Vieja política, por favor
Visto lo visto y comprobado que los regeneradores y adanes redentores de nuestro sistema democrático lo único que parecen saber hacer es salir en las teles, predicar y jugar como niños al escondite y al “tú la llevas” es llegado el momento de decir ya que para esto mejor será que vuelva lo que ellos desprecian como “vieja política” y que esto comience a andar de alguna manera. Con ellos mejor ya ir pensando en no echar cuentas.
Digo la “vieja politica” pero no estoy diciendo la que se ha ido encanallando en el odio partidista, la satanización del adversario ideológico, la partitocracia y la corrupción galopante. No. Digo aquella de la generosidad, de la grandeza en ceder, de los acuerdos por el bien de España, del sentido de Estado, la que miró al futuro y salvo simas y rencores. La que alumbró la Constitución, trajo las libertades, inicio la senda del progreso y los avances sociales. Digo aquella y digo que es necesario, urgente e imprescindible volver a sus principios y valores. Digo que debe acabar el juego de niños, deben acabar vetos, desterrar el No como “inicio” de ya imposible dialogo y dejar de una vez de cavar trincheras de cerrazón y terquedad, aunque los Podemitas madrileños, en una clara imagen de su “progresismo” y visión del mañana están entusiasmados reabriendo las de la guerra civil en la Ciudad Universitaria como gran símbolo de su cuerpo de doctrina.
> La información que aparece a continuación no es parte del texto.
//! Version token generation.

use std::fmt;

use uuid::Uuid;

/// Source of fresh version tokens.
///
/// Tokens must be non-empty, filename-safe, and collision-free for the
/// lifetime of the store. The source is injectable so tests can pin token
/// values.
pub trait VersionSource: Send + Sync + fmt::Debug {
    /// Produces a fresh, never-before-issued token.
    fn next_version(&self) -> String;
}

/// Default token source: UUIDv7 rendered as 32 lowercase-hex characters.
///
/// The v7 layout (millisecond timestamp followed by random bits) keeps
/// tokens lexicographically time-ordered, fixed-width, and unique across
/// processes.
#[derive(Debug, Default, Clone, Copy)]
pub struct UuidVersionSource;

impl VersionSource for UuidVersionSource {
    fn next_version(&self) -> String {
        Uuid::now_v7().simple().to_string()
    }
}
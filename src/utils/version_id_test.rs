use std::collections::HashSet;
use std::time::Duration;

use super::version_id::UuidVersionSource;
use super::version_id::VersionSource;

#[test]
fn test_tokens_are_non_empty_and_filename_safe() {
    let source = UuidVersionSource;
    let token = source.next_version();
    assert_eq!(token.len(), 32);
    assert!(token.chars().all(|c| c.is_ascii_alphanumeric()));
}

#[test]
fn test_tokens_are_unique() {
    let source = UuidVersionSource;
    let mut seen = HashSet::new();
    for _ in 0..1000 {
        assert!(seen.insert(source.next_version()));
    }
}

#[test]
fn test_tokens_are_time_ordered() {
    let source = UuidVersionSource;
    let first = source.next_version();
    std::thread::sleep(Duration::from_millis(5));
    let second = source.next_version();
    assert!(second > first);
}
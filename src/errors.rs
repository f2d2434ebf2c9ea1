//! Error hierarchy for the versioned store.
//!
//! Categorised by operational concern: lifecycle sentinels, event-bus
//! failures, and filesystem failures. Compare-and-swap misses and key absence
//! are not errors; operations report them through their return values.

use std::path::PathBuf;

#[doc(hidden)]
pub type Result<T> = std::result::Result<T, Error>;

#[derive(Debug, thiserror::Error)]
pub enum Error {
    /// The storage has been closed; no further operations are accepted.
    #[error("storage is closed")]
    StorageClosed,

    /// The caller's cancellation token fired while waiting for a value.
    #[error("wait for value cancelled")]
    Cancelled,

    /// Configuration validation failures.
    #[error("invalid configuration: {0}")]
    Config(String),

    /// Event bus failures other than closure.
    #[error(transparent)]
    EventBus(#[from] EventBusError),

    /// Filesystem failures.
    #[error(transparent)]
    Storage(#[from] StorageError),
}

#[derive(Debug, thiserror::Error)]
pub enum StorageError {
    /// Disk I/O failures during version or value file operations
    #[error(transparent)]
    Io(#[from] std::io::Error),

    /// I/O failure carrying the path it occurred at
    #[error("error occurred at path: {}", .path.display())]
    Path {
        path: PathBuf,
        source: std::io::Error,
    },
}

#[derive(Debug, thiserror::Error)]
pub enum EventBusError {
    /// The event bus has been closed.
    #[error("event bus is closed")]
    Closed,

    /// The underlying filesystem watch source failed.
    #[error(transparent)]
    Watch(#[from] notify::Error),
}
España, sus ciudadanos, sus gentes, exigen de inmediato a sus representantes que cumplan con su obligación y hagan de una vez su trabajo. Ya no puede aguantarse más. El país funciona pero la parálisis política puede primero frenarlo, luego detenerlo y luego volver a ir cuesta abajo. La propia EPA del segundo trimestre, con ser positiva, y lo es, se ha quedado en buenacilla, se nota que algo se está ralentizando en la creación de empleo y en la reducción del paro. Vamos por el buen camino, si, pero podemos coger rumbo al despeñadero en cualquier momento.
El órdago ya total de secesión de ruptura de España y de destrucción de nuestra nación y soberanía. Es tiempo de afrontarlo y de afrontarlo desde la grandeza y el interés general por encima de cualquier otra cosa.